+++ RECORDS SUPPLIED

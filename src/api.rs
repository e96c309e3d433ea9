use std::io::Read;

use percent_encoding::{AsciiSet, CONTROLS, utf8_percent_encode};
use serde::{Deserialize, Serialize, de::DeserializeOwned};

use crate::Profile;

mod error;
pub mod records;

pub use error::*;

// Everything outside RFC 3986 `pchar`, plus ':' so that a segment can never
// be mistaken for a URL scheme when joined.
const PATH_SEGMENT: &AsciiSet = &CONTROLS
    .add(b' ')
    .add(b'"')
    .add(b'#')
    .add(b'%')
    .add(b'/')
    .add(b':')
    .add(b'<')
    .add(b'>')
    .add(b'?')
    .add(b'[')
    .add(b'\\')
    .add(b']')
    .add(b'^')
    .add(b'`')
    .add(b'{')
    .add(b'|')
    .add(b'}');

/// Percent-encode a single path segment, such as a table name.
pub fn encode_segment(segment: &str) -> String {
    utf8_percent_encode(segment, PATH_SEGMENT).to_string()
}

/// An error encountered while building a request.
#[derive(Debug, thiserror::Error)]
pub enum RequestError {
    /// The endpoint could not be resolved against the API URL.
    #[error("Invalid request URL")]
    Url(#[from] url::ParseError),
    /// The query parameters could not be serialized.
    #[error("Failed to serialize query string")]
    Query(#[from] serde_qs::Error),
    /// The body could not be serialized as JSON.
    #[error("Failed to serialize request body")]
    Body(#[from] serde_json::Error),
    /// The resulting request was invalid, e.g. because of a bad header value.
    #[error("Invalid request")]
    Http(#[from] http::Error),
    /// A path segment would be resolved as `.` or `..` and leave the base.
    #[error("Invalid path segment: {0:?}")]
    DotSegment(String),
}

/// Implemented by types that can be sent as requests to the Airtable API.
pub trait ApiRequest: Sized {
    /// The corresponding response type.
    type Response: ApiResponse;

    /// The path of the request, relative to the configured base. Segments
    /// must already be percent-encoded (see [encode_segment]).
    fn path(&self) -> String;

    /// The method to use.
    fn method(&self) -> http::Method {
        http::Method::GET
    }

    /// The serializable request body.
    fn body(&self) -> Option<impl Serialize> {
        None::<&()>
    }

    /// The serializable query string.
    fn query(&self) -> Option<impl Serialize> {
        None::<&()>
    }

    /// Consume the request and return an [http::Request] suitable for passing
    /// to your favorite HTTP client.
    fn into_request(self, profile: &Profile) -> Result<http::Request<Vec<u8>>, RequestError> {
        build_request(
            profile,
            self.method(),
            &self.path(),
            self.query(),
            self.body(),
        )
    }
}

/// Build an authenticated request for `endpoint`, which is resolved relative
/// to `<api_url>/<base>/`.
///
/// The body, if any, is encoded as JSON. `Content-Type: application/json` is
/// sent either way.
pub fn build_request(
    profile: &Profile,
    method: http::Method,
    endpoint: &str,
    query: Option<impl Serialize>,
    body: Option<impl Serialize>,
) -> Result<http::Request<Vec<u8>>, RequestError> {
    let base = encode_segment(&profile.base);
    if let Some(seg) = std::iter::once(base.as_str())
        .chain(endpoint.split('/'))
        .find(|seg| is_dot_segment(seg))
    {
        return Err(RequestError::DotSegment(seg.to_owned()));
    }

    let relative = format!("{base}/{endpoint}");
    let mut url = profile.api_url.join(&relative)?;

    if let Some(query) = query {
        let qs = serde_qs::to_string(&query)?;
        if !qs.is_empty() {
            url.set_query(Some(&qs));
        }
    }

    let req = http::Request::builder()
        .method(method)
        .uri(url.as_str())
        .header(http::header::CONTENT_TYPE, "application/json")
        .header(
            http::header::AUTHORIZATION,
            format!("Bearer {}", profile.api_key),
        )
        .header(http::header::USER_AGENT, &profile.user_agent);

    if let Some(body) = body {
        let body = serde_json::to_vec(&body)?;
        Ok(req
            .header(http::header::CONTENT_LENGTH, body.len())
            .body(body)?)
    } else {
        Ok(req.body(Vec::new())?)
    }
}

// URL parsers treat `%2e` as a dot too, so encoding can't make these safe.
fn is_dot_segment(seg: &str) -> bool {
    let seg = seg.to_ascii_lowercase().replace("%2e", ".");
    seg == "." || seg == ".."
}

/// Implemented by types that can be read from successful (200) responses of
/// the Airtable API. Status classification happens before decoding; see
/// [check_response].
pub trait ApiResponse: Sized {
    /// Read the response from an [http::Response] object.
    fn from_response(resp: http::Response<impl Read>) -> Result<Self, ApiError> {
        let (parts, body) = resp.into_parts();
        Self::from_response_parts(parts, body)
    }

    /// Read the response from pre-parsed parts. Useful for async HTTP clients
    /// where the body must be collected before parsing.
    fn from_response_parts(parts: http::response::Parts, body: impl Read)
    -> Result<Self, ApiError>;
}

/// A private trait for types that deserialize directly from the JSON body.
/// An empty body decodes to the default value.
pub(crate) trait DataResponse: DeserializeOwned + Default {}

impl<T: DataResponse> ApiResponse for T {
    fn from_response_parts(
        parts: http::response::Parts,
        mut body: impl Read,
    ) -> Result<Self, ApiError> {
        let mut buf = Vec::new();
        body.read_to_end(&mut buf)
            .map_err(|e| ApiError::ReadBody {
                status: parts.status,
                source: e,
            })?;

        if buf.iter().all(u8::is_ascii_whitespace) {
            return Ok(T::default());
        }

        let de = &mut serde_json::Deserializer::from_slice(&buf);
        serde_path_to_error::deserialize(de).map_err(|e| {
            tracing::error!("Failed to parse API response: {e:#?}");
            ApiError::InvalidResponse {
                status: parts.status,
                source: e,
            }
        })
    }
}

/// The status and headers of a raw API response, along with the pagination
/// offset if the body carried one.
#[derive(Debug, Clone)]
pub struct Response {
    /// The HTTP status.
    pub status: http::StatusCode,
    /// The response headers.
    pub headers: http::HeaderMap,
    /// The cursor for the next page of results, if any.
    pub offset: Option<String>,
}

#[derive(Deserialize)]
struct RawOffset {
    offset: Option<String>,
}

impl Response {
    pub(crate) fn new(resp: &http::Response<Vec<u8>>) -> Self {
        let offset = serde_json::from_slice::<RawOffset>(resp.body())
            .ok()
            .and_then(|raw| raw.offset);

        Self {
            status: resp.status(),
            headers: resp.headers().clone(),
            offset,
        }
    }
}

++++++

#### [TASK STATEMENT]
The full listing should be output exactly, line for line.

#### [TASK ANSWER]
filename src/api.rs
repository e96c309e3d433ea9
use std::io::Read;

use percent_encoding::{AsciiSet, CONTROLS, utf8_percent_encode};
use serde::{Deserialize, Serialize, de::DeserializeOwned};

use crate::Profile;

mod error;
pub mod records;

pub use error::*;

// Everything outside RFC 3986 `pchar`, plus ':' so that a segment can never
// be mistaken for a URL scheme when joined.
const PATH_SEGMENT: &AsciiSet = &CONTROLS
    .add(b' ')
    .add(b'"')
    .add(b'#')
    .add(b'%')
    .add(b'/')
    .add(b':')
    .add(b'<')
    .add(b'>')
    .add(b'?')
    .add(b'[')
    .add(b'\\')
    .add(b']')
    .add(b'^')
    .add(b'`')
    .add(b'{')
    .add(b'|')
    .add(b'}');

/// Percent-encode a single path segment, such as a table name.
pub fn encode_segment(segment: &str) -> String {
    utf8_percent_encode(segment, PATH_SEGMENT).to_string()
}

/// An error encountered while building a request.
#[derive(Debug, thiserror::Error)]
pub enum RequestError {
    /// The endpoint could not be resolved against the API URL.
    #[error("Invalid request URL")]
    Url(#[from] url::ParseError),
    /// The query parameters could not be serialized.
    #[error("Failed to serialize query string")]
    Query(#[from] serde_qs::Error),
    /// The body could not be serialized as JSON.
    #[error("Failed to serialize request body")]
    Body(#[from] serde_json::Error),
    /// The resulting request was invalid, e.g. because of a bad header value.
    #[error("Invalid request")]
    Http(#[from] http::Error),
    /// A path segment would be resolved as `.` or `..` and leave the base.
    #[error("Invalid path segment: {0:?}")]
    DotSegment(String),
}

/// Implemented by types that can be sent as requests to the Airtable API.
pub trait ApiRequest: Sized {
    /// The corresponding response type.
    type Response: ApiResponse;

    /// The path of the request, relative to the configured base. Segments
    /// must already be percent-encoded (see [encode_segment]).
    fn path(&self) -> String;

    /// The method to use.
    fn method(&self) -> http::Method {
        http::Method::GET
    }

    /// The serializable request body.
    fn body(&self) -> Option<impl Serialize> {
        None::<&()>
    }

    /// The serializable query string.
    fn query(&self) -> Option<impl Serialize> {
        None::<&()>
    }

    /// Consume the request and return an [http::Request] suitable for passing
    /// to your favorite HTTP client.
    fn into_request(self, profile: &Profile) -> Result<http::Request<Vec<u8>>, RequestError> {
        build_request(
            profile,
            self.method(),
            &self.path(),
            self.query(),
            self.body(),
        )
    }
}

/// Build an authenticated request for `endpoint`, which is resolved relative
/// to `<api_url>/<base>/`.
///
/// The body, if any, is encoded as JSON. `Content-Type: application/json` is
/// sent either way.
pub fn build_request(
    profile: &Profile,
    method: http::Method,
    endpoint: &str,
    query: Option<impl Serialize>,
    body: Option<impl Serialize>,
) -> Result<http::Request<Vec<u8>>, RequestError> {
    let base = encode_segment(&profile.base);
    if let Some(seg) = std::iter::once(base.as_str())
        .chain(endpoint.split('/'))
        .find(|seg| is_dot_segment(seg))
    {
        return Err(RequestError::DotSegment(seg.to_owned()));
    }

    let relative = format!("{base}/{endpoint}");
    let mut url = profile.api_url.join(&relative)?;

    if let Some(query) = query {
        let qs = serde_qs::to_string(&query)?;
        if !qs.is_empty() {
            url.set_query(Some(&qs));
        }
    }

    let req = http::Request::builder()
        .method(method)
        .uri(url.as_str())
        .header(http::header::CONTENT_TYPE, "application/json")
        .header(
            http::header::AUTHORIZATION,
            format!("Bearer {}", profile.api_key),
        )
        .header(http::header::USER_AGENT, &profile.user_agent);

    if let Some(body) = body {
        let body = serde_json::to_vec(&body)?;
        Ok(req
            .header(http::header::CONTENT_LENGTH, body.len())
            .body(body)?)
    } else {
        Ok(req.body(Vec::new())?)
    }
}

// URL parsers treat `%2e` as a dot too, so encoding can't make these safe.
fn is_dot_segment(seg: &str) -> bool {
    let seg = seg.to_ascii_lowercase().replace("%2e", ".");
    seg == "." || seg == ".."
}

/// Implemented by types that can be read from successful (200) responses of
/// the Airtable API. Status classification happens before decoding; see
/// [check_response].
pub trait ApiResponse: Sized {
    /// Read the response from an [http::Response] object.
    fn from_response(resp: http::Response<impl Read>) -> Result<Self, ApiError> {
        let (parts, body) = resp.into_parts();
        Self::from_response_parts(parts, body)
    }

    /// Read the response from pre-parsed parts. Useful for async HTTP clients
    /// where the body must be collected before parsing.
    fn from_response_parts(parts: http::response::Parts, body: impl Read)
    -> Result<Self, ApiError>;
}

/// A private trait for types that deserialize directly from the JSON body.
/// An empty body decodes to the default value.
pub(crate) trait DataResponse: DeserializeOwned + Default {}

impl<T: DataResponse> ApiResponse for T {
    fn from_response_parts(
        parts: http::response::Parts,
        mut body: impl Read,
    ) -> Result<Self, ApiError> {
        let mut buf = Vec::new();
        body.read_to_end(&mut buf)
            .map_err(|e| ApiError::ReadBody {
                status: parts.status,
                source: e,
            })?;

        if buf.iter().all(u8::is_ascii_whitespace) {
            return Ok(T::default());
        }

        let de = &mut serde_json::Deserializer::from_slice(&buf);
        serde_path_to_error::deserialize(de).map_err(|e| {
            tracing::error!("Failed to parse API response: {e:#?}");
            ApiError::InvalidResponse {
                status: parts.status,
                source: e,
            }
        })
    }
}

/// The status and headers of a raw API response, along with the pagination
/// offset if the body carried one.
#[derive(Debug, Clone)]
pub struct Response {
    /// The HTTP status.
    pub status: http::StatusCode,
    /// The response headers.
    pub headers: http::HeaderMap,
    /// The cursor for the next page of results, if any.
    pub offset: Option<String>,
}

#[derive(Deserialize)]
struct RawOffset {
    offset: Option<String>,
}

impl Response {
    pub(crate) fn new(resp: &http::Response<Vec<u8>>) -> Self {
        let offset = serde_json::from_slice::<RawOffset>(resp.body())
            .ok()
            .and_then(|raw| raw.offset);

        Self {
            status: resp.status(),
            headers: resp.headers().clone(),
            offset,
        }
    }
}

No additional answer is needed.